Tackling Malaria Drug Resistance with Open Innovation

Published Jan-01-20

Breakthrough:
In the fight against drug-resistant malaria, a crowdsourcing project achieves in months what it would've taken years through conventional research approaches.

Company:
Dream Challenges

The Story:

Tackling Malaria Drug Resistance with Open Innovation Malaria is still one of the planet's biggest killers, a mosquito-borne parasitic disease that is endemic in many parts of the developing world. According to the latest figures from the World Health Organization, there were 219 million malaria cases worldwide in 2017, which resulted in 435,000 deaths.

Despite many advances in our understanding of the disease and progress with malaria control programs, health officials are still struggling to curb its spread. One of the biggest challenges they face is the rise of drug-resistant malaria strains.

The sense of urgency is enormous. As of 2019, resistance to artemisinin (the last line of defense against multi-drug-resistant malaria) has not spread to Africa, where most cases of malaria deaths occur. If it did, decades of progress in fighting the disease on the continent could be erased.

Global Open Innovation Call

To ramp up efforts to find more effective models for treatment and prevention, the University of Notre Dame put out a global call for researchers, data scientists and health professionals to help them better understand the mechanisms of resistance.

More than 350 participants from 31 countries took part in the first Malaria DREAM (Dialogue for Reverse Engineering Assessments and Methods) Challenge.
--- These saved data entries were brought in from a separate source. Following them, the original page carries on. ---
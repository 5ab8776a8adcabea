//! Visitor intent scoring.
//!
//! Weighted additive model over six behavioral components. Each component is
//! independently capped, then the sum is clamped to [0, 100]. Weights and
//! thresholds are configuration data (`settings` key `intent.scoring`), not
//! hard-coded constants, so they can be tuned without redeploying.

use serde::{Deserialize, Serialize};
use sqlx::SqlitePool;
use utoipa::ToSchema;

use crate::errors::AppError;

pub const SCORING_SETTINGS_KEY: &str = "intent.scoring";

#[derive(Debug, Clone, Serialize, Deserialize, ToSchema)]
#[serde(default)]
pub struct ScoringConfig {
    /// Points per page view up to `page_view_full_rate`, half points after.
    pub page_view_points: u32,
    pub page_view_full_rate: u32,
    pub page_views_cap: u32,

    /// Points per minute on site up to `minutes_full_rate`, half after.
    pub minute_points: u32,
    pub minutes_full_rate: u32,
    pub time_on_site_cap: u32,

    /// Engagement: scroll-depth share of `scroll_max_points`, plus
    /// `event_points` per interaction event.
    pub scroll_max_points: u32,
    pub event_points: u32,
    pub engagement_cap: u32,

    pub started_form_bonus: u32,
    pub completed_form_bonus: u32,
    pub form_cap: u32,

    /// Per-milestone bonus among the six conversion-signal flags.
    pub signal_points: u32,
    pub signals_cap: u32,

    pub returning_bonus: u32,

    /// Tier cut points; a boundary value belongs to the higher tier.
    pub warm_threshold: u32,
    pub hot_threshold: u32,
    pub qualified_threshold: u32,
}

impl Default for ScoringConfig {
    fn default() -> Self {
        Self {
            page_view_points: 4,
            page_view_full_rate: 4,
            page_views_cap: 20,

            minute_points: 3,
            minutes_full_rate: 4,
            time_on_site_cap: 15,

            scroll_max_points: 7,
            event_points: 2,
            engagement_cap: 15,

            started_form_bonus: 10,
            completed_form_bonus: 15,
            form_cap: 25,

            signal_points: 3,
            signals_cap: 15,

            returning_bonus: 10,

            warm_threshold: 25,
            hot_threshold: 50,
            qualified_threshold: 75,
        }
    }
}

impl ScoringConfig {
    /// Current config from the settings table, falling back to defaults when
    /// the key is absent or unparseable.
    pub async fn load(pool: &SqlitePool) -> Result<Self, AppError> {
        let raw: Option<String> = sqlx::query_scalar("SELECT value FROM settings WHERE key = ?")
            .bind(SCORING_SETTINGS_KEY)
            .fetch_optional(pool)
            .await?;

        Ok(raw
            .and_then(|value| serde_json::from_str(&value).ok())
            .unwrap_or_default())
    }
}

/// Behavioral signals for one session, as fed to the scorer.
#[derive(Debug, Clone, Default)]
pub struct SessionSignals {
    pub page_views: u32,
    pub total_seconds: u32,
    /// Average scroll depth across page views, 0..=100.
    pub avg_scroll_depth: u32,
    pub interaction_events: u32,
    pub started_form: bool,
    pub completed_form: bool,
    pub visited_pricing: bool,
    pub visited_services: bool,
    pub visited_portfolio: bool,
    pub visited_contact: bool,
    pub clicked_cta: bool,
    pub watched_video: bool,
    pub is_returning: bool,
}

#[derive(Debug, Clone, Copy, PartialEq, Eq, Serialize, Deserialize, ToSchema)]
#[serde(rename_all = "lowercase")]
pub enum IntentLevel {
    Cold,
    Warm,
    Hot,
    Qualified,
}

impl IntentLevel {
    pub fn as_str(&self) -> &'static str {
        match self {
            IntentLevel::Cold => "cold",
            IntentLevel::Warm => "warm",
            IntentLevel::Hot => "hot",
            IntentLevel::Qualified => "qualified",
        }
    }

    pub fn from_str(value: &str) -> Self {
        match value {
            "warm" => IntentLevel::Warm,
            "hot" => IntentLevel::Hot,
            "qualified" => IntentLevel::Qualified,
            _ => IntentLevel::Cold,
        }
    }
}

#[derive(Debug, Clone, Serialize, ToSchema)]
pub struct ComponentScores {
    pub page_views: u32,
    pub time_on_site: u32,
    pub engagement: u32,
    pub form_interaction: u32,
    pub conversion_signals: u32,
    pub returning_visitor: u32,
}

#[derive(Debug, Clone, Serialize, ToSchema)]
pub struct IntentScore {
    pub total: u32,
    pub level: IntentLevel,
    pub components: ComponentScores,
}

/// Monotonic count-based contribution with diminishing returns: full points
/// per unit up to `full_rate`, half points after, capped.
fn diminishing(count: u32, per_unit: u32, full_rate: u32, cap: u32) -> u32 {
    let full = count.min(full_rate) * per_unit;
    let extra = count.saturating_sub(full_rate) * per_unit / 2;
    (full + extra).min(cap)
}

pub fn score(signals: &SessionSignals, config: &ScoringConfig) -> IntentScore {
    let page_views = diminishing(
        signals.page_views,
        config.page_view_points,
        config.page_view_full_rate,
        config.page_views_cap,
    );

    let time_on_site = diminishing(
        signals.total_seconds / 60,
        config.minute_points,
        config.minutes_full_rate,
        config.time_on_site_cap,
    );

    let scroll = config.scroll_max_points * signals.avg_scroll_depth.min(100) / 100;
    let engagement =
        (scroll + signals.interaction_events * config.event_points).min(config.engagement_cap);

    // Completed implies the started bonus as well, whether or not the
    // started flag was ever set.
    let mut form = 0;
    if signals.started_form || signals.completed_form {
        form += config.started_form_bonus;
    }
    if signals.completed_form {
        form += config.completed_form_bonus;
    }
    let form_interaction = form.min(config.form_cap);

    let flags = [
        signals.visited_pricing,
        signals.visited_services,
        signals.visited_portfolio,
        signals.visited_contact,
        signals.clicked_cta,
        signals.watched_video,
    ];
    let conversion_signals =
        (flags.iter().filter(|flag| **flag).count() as u32 * config.signal_points)
            .min(config.signals_cap);

    let returning_visitor = if signals.is_returning {
        config.returning_bonus
    } else {
        0
    };

    let total = (page_views
        + time_on_site
        + engagement
        + form_interaction
        + conversion_signals
        + returning_visitor)
        .min(100);

    let level = if total >= config.qualified_threshold {
        IntentLevel::Qualified
    } else if total >= config.hot_threshold {
        IntentLevel::Hot
    } else if total >= config.warm_threshold {
        IntentLevel::Warm
    } else {
        IntentLevel::Cold
    };

    IntentScore {
        total,
        level,
        components: ComponentScores {
            page_views,
            time_on_site,
            engagement,
            form_interaction,
            conversion_signals,
            returning_visitor,
        },
    }
}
This crowdsourcing challenge was open to anyone in the world to develop computational models for predicting emerging drug resistance to artemisinin.

Participants were tasked with determining how genomic data of artemisinin-resistant malaria parasites can be used to predict their drug resistance level, based on laboratory experiments and patient data. Emerging drug resistance is difficult to measure in the laboratory and in patients who have the disease. Hence, the emphasis on a new data-driven approach.

Two teams from Daegu University in South Korea and Case Western Reserve University tied for first place in modeling drug resistance levels with a measure of resistance obtained in laboratory experiments (known as inhibitory concentration 50 or IC50). Meanwhile, the top team in modeling resistance levels using another measure of drug response directly obtained from patients, commonly known as the parasite clearance rate, came from the University of Michigan.

Accelerated Knowledge Gathering

Among the many benefits of a crowdsourcing approach to the malaria drug resistance problem is that it can generate new modeling ideas into the field by attracting data scientists who don't ordinarily work on malaria. It can also accelerate understanding.
According to Geoffrey Siwo, research assistant professor in the Department of Biological Sciences and the Eck Institute for Global Health at Notre Dame, who led the challenge, the crowdsourcing initiative resulted in new knowledge that would've taken years to accumulate

"The challenge has demonstrated that with the right modeling approaches, predicting artemisinin drug response of malaria parasites using genomic data is a tractable problem," he said.

"More than 300 modelers were able to work on this single problem for four months, and through the source code and write-ups they have submitted in this challenge, they have contributed an enormous amount of knowledge that would take years to accrue.

"When biomedical problems are posed to the crowd, you have more eyes on a singular problem, in a way that even the largest company in the world cannot afford."